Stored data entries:

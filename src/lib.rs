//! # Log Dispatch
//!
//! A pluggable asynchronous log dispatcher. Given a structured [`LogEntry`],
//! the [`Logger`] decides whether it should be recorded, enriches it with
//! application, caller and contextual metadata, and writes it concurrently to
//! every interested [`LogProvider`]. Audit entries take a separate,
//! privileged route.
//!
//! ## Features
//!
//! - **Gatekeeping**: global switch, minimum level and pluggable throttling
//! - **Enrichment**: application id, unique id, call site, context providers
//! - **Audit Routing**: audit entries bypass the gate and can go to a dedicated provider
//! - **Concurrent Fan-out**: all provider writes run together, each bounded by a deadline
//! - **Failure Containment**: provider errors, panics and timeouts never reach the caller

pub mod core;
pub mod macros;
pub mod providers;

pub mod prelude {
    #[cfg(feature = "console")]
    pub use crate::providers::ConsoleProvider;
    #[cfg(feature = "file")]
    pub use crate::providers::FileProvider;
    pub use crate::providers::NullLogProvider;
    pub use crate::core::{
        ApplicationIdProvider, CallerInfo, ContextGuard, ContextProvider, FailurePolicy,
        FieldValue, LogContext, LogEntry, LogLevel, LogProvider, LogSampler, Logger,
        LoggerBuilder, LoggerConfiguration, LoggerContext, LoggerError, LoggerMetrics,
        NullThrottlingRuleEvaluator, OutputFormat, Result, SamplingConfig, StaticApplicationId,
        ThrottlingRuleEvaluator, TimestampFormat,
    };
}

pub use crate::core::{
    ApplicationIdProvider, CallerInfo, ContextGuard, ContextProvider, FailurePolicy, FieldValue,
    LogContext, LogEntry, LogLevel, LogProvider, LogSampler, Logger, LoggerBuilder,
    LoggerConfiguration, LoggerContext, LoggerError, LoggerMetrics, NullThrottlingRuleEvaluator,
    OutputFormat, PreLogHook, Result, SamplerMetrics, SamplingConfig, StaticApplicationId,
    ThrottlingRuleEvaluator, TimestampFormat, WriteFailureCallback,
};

■ Work request:
Every line from the one with "Audit entries take" through the last line of the records above should be returned exactly, please, and no others.

■ Output below:
//! every interested [`LogProvider`]. Audit entries take a separate,
//! privileged route.
//!
//! ## Features
//!
//! - **Gatekeeping**: global switch, minimum level and pluggable throttling
//! - **Enrichment**: application id, unique id, call site, context providers
//! - **Audit Routing**: audit entries bypass the gate and can go to a dedicated provider
//! - **Concurrent Fan-out**: all provider writes run together, each bounded by a deadline
//! - **Failure Containment**: provider errors, panics and timeouts never reach the caller

pub mod core;
pub mod macros;
pub mod providers;

pub mod prelude {
    #[cfg(feature = "console")]
    pub use crate::providers::ConsoleProvider;
    #[cfg(feature = "file")]
    pub use crate::providers::FileProvider;
    pub use crate::providers::NullLogProvider;
    pub use crate::core::{
        ApplicationIdProvider, CallerInfo, ContextGuard, ContextProvider, FailurePolicy,
        FieldValue, LogContext, LogEntry, LogLevel, LogProvider, LogSampler, Logger,
        LoggerBuilder, LoggerConfiguration, LoggerContext, LoggerError, LoggerMetrics,
        NullThrottlingRuleEvaluator, OutputFormat, Result, SamplingConfig, StaticApplicationId,
        ThrottlingRuleEvaluator, TimestampFormat,
    };
}

pub use crate::core::{
    ApplicationIdProvider, CallerInfo, ContextGuard, ContextProvider, FailurePolicy, FieldValue,
    LogContext, LogEntry, LogLevel, LogProvider, LogSampler, Logger, LoggerBuilder,
    LoggerConfiguration, LoggerContext, LoggerError, LoggerMetrics, NullThrottlingRuleEvaluator,
    OutputFormat, PreLogHook, Result, SamplerMetrics, SamplingConfig, StaticApplicationId,
    ThrottlingRuleEvaluator, TimestampFormat, WriteFailureCallback,
};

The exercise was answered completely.